(Collected data entries)
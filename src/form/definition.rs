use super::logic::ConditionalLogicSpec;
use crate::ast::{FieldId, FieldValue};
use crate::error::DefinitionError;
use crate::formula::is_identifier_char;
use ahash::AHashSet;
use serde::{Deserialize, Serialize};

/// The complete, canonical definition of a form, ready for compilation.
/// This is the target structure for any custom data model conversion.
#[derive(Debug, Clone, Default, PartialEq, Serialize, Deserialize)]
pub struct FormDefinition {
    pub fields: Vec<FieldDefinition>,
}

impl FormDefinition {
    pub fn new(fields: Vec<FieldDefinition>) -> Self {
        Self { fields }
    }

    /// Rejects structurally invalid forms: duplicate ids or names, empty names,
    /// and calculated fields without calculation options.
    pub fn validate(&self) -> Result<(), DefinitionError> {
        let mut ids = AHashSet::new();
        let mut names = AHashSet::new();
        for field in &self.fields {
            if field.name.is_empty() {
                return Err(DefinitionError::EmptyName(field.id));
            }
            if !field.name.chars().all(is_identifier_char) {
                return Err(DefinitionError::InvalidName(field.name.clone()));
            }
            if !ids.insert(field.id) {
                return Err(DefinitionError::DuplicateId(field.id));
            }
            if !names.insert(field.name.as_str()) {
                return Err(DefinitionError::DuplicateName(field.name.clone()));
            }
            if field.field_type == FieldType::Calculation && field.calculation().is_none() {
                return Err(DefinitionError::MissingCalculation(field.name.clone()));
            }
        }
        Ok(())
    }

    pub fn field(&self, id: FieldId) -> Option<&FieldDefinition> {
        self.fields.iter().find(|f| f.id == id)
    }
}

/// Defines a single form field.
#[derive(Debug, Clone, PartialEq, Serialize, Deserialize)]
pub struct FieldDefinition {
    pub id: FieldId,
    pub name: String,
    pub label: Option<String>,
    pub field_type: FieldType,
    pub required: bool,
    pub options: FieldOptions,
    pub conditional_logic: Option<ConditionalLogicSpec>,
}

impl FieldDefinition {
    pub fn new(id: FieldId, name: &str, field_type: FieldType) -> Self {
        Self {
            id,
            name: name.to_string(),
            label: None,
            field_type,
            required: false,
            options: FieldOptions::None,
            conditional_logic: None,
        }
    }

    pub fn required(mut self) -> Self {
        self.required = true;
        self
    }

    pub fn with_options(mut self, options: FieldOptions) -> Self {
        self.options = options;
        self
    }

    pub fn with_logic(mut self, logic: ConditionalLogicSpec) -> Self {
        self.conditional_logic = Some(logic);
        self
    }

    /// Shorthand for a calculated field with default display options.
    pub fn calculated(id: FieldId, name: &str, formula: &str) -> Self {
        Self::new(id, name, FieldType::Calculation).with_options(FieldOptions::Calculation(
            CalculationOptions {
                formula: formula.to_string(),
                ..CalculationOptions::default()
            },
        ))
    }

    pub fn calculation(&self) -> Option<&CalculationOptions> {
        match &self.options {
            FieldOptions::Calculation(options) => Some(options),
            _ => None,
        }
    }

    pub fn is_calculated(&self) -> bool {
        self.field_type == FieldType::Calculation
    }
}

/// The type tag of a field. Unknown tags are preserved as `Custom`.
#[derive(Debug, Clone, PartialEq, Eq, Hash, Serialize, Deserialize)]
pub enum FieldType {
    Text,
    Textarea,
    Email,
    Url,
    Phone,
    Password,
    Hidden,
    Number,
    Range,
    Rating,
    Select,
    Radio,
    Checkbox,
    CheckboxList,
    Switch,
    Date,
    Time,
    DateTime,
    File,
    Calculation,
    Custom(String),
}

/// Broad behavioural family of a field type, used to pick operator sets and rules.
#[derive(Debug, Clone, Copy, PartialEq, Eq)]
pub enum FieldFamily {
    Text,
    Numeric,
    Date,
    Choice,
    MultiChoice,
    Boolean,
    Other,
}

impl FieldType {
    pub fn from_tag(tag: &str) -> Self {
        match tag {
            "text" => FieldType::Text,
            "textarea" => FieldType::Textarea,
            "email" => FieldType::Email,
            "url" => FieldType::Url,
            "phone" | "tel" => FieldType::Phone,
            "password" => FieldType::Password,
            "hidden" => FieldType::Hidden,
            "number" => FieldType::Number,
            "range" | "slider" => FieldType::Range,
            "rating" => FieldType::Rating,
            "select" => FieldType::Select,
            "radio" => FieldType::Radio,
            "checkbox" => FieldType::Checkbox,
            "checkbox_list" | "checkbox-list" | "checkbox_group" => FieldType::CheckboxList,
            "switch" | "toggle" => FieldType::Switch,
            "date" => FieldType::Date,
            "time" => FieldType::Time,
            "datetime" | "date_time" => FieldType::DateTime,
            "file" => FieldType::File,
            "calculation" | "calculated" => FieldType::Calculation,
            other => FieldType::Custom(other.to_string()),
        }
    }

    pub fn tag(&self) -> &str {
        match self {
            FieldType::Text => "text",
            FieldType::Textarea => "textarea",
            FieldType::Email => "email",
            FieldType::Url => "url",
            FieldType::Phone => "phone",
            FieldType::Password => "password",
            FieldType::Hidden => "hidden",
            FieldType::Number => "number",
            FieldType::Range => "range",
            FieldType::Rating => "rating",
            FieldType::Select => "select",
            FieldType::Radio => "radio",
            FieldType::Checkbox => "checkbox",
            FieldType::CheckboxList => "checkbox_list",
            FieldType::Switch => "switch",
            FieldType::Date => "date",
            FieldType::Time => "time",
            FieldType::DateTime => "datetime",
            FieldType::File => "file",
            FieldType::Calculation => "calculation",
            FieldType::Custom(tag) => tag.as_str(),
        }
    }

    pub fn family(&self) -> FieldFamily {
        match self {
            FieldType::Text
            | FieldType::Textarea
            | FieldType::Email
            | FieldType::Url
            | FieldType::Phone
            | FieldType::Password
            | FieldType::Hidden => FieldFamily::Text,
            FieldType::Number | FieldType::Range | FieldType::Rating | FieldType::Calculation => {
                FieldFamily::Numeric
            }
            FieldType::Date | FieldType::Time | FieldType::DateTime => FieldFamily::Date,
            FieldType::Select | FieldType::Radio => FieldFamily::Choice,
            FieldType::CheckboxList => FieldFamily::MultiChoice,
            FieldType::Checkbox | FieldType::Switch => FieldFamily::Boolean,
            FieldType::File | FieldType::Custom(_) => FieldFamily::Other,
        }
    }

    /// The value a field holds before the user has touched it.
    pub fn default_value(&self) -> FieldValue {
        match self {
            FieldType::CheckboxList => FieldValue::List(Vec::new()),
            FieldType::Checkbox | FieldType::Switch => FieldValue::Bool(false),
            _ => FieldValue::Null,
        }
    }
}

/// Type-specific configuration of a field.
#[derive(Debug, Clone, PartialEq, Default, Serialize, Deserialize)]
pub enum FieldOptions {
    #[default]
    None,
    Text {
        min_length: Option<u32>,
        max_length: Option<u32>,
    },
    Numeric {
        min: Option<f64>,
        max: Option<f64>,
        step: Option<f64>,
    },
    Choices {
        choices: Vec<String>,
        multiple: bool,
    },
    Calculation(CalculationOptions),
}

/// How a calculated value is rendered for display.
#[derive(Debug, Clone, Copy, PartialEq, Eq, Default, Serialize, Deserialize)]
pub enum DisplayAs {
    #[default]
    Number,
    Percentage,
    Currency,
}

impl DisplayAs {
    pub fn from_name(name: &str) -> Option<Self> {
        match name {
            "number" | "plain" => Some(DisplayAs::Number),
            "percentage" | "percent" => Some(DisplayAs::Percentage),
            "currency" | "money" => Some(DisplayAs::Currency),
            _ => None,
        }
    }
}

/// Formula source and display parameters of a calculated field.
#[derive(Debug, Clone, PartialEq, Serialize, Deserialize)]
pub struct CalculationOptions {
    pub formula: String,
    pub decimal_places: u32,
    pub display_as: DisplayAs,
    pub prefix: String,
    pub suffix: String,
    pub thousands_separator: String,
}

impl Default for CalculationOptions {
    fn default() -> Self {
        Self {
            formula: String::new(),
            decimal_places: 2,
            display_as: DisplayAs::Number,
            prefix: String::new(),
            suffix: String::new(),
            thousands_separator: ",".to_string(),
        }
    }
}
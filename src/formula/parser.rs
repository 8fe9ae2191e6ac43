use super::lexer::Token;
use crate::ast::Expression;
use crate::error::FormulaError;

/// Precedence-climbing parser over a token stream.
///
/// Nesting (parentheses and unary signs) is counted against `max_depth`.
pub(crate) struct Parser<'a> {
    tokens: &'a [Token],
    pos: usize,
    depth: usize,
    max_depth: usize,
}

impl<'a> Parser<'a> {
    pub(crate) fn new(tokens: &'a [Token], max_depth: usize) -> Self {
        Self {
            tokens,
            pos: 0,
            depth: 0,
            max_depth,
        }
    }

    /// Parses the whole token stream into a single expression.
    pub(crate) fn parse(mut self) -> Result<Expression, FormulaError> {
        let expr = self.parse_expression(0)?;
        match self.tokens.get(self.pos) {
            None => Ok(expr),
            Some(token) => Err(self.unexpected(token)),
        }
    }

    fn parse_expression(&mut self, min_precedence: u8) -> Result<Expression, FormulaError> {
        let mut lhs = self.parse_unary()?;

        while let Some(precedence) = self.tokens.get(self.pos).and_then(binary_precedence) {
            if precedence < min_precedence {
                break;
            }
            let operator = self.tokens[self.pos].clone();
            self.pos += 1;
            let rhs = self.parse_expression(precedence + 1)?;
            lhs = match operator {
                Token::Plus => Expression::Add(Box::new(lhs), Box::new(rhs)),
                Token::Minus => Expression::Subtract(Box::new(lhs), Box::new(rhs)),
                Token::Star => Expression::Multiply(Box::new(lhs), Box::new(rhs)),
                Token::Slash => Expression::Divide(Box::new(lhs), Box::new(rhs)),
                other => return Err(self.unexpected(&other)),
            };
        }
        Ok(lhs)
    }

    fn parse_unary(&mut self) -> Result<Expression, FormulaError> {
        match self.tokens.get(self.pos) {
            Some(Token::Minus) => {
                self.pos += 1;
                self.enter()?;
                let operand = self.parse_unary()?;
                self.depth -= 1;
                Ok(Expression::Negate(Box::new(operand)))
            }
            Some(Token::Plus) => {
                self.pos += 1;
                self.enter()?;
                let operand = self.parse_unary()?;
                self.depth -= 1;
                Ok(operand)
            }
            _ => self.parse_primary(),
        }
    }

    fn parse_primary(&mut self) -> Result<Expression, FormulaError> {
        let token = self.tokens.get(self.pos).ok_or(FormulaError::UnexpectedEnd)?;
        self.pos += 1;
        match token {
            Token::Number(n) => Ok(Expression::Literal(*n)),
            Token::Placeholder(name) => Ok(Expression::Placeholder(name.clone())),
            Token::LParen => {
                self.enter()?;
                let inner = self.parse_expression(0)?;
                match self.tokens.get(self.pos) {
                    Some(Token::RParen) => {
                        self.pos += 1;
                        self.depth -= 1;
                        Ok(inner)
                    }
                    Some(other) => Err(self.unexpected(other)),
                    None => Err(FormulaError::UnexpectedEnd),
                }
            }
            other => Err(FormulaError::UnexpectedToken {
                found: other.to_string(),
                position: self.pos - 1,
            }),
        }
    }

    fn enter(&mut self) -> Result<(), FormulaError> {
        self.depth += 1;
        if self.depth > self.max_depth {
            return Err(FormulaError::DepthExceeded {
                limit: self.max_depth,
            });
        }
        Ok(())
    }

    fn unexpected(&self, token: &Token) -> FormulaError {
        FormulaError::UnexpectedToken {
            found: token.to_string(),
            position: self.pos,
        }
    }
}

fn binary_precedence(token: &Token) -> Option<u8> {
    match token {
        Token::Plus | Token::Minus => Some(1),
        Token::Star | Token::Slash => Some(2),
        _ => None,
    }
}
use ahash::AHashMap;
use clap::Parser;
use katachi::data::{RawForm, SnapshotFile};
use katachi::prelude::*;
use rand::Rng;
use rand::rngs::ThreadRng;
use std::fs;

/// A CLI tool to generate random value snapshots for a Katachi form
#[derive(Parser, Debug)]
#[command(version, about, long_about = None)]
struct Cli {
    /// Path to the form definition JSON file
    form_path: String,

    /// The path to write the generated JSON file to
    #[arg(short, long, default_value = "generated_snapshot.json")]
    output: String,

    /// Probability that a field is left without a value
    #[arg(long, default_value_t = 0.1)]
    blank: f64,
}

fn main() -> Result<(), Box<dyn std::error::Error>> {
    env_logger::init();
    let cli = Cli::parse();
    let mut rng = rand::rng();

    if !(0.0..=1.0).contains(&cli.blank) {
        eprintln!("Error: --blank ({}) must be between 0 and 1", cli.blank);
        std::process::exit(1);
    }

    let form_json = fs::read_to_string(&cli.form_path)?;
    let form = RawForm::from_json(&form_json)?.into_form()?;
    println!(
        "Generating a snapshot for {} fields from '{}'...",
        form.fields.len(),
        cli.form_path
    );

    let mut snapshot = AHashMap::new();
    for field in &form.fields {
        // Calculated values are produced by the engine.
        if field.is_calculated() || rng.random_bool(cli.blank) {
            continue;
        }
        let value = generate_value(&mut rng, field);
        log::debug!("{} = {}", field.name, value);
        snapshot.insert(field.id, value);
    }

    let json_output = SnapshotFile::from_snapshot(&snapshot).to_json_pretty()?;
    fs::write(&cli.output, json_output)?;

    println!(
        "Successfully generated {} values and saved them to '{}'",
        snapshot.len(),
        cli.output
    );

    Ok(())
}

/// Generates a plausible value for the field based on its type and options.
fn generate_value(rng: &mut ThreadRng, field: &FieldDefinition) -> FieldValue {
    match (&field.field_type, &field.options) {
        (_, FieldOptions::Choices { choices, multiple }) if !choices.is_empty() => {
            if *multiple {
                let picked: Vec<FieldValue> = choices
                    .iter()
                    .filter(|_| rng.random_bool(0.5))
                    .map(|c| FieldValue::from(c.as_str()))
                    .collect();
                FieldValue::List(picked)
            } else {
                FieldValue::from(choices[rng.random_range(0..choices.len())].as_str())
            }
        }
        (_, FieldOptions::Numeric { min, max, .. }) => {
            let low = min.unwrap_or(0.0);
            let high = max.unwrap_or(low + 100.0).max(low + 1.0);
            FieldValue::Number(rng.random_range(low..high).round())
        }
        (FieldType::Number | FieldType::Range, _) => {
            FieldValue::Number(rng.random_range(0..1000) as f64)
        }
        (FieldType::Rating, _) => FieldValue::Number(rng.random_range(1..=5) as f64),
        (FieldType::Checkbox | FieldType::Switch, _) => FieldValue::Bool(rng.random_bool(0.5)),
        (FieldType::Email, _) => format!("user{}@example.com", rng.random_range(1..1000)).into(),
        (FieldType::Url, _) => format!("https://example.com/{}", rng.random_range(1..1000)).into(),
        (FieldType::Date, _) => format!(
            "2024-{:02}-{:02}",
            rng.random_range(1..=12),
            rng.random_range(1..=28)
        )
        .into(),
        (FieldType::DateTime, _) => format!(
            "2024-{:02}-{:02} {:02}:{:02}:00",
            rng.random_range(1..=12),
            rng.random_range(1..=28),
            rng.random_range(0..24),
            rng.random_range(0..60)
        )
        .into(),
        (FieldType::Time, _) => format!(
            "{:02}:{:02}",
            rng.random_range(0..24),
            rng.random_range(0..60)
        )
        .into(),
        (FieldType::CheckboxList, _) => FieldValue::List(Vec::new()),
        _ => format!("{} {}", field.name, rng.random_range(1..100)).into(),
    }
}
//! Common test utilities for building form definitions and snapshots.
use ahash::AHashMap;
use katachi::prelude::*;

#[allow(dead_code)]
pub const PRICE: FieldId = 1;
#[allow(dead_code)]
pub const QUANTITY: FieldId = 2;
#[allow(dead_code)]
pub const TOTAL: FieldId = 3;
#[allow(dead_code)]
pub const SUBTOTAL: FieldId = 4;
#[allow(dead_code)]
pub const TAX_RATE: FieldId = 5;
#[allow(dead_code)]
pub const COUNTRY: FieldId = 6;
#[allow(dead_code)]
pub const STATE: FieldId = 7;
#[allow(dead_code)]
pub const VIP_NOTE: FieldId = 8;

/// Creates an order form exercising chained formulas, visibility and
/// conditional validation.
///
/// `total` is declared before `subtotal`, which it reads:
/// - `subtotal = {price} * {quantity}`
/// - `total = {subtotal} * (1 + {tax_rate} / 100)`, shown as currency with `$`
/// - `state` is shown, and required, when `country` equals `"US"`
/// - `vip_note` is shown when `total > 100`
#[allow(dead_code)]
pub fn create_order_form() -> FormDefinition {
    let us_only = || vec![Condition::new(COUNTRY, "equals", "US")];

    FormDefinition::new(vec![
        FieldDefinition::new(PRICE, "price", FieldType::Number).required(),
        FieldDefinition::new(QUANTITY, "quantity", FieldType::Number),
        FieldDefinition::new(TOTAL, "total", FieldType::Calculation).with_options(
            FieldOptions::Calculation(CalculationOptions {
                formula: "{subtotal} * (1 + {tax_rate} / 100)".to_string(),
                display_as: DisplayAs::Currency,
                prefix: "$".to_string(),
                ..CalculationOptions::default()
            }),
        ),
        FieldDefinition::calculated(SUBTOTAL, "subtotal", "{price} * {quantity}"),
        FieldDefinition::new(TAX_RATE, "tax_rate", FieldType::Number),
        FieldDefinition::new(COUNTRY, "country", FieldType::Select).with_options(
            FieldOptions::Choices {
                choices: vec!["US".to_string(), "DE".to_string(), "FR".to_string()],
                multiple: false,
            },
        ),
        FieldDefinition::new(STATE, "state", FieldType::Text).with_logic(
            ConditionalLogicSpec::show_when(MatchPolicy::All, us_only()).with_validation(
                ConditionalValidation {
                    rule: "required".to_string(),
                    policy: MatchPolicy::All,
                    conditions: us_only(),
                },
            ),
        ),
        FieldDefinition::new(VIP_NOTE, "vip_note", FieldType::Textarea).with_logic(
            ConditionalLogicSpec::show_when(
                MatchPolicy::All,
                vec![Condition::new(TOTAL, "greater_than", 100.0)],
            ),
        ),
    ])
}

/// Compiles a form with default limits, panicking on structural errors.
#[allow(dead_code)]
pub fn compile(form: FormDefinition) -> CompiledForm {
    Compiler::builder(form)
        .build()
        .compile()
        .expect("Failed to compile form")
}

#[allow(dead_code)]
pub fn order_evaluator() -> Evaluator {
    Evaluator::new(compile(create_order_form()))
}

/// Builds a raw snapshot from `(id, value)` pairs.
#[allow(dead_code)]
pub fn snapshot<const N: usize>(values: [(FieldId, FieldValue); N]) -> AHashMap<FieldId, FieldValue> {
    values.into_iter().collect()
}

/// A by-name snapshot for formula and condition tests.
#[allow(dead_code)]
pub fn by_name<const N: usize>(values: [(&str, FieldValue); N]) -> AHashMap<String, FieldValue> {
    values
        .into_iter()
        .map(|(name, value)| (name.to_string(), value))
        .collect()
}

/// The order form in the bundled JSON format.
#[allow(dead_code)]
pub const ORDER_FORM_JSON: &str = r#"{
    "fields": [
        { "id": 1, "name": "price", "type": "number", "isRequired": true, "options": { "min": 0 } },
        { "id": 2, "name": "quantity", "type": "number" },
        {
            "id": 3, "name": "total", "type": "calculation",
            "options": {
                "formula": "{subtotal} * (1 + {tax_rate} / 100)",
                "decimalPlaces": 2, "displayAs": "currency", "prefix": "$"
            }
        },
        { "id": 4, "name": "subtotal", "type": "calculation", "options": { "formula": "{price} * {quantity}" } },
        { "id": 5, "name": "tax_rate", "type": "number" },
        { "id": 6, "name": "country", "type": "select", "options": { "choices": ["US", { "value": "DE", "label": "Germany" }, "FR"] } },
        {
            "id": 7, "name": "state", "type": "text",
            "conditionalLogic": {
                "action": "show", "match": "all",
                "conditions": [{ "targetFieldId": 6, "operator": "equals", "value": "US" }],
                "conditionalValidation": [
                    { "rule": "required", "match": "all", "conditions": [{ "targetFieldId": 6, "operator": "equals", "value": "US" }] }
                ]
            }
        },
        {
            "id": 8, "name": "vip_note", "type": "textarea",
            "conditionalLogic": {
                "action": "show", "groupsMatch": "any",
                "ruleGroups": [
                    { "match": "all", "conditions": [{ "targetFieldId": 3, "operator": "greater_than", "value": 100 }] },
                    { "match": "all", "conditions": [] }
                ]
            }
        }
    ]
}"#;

WORK INSTRUCTION: Each line above that contains "UnexpectedEnd" must be copied out.

SOLUTION FOR THIS TASK:
        let token = self.tokens.get(self.pos).ok_or(FormulaError::UnexpectedEnd)?;
                    None => Err(FormulaError::UnexpectedEnd),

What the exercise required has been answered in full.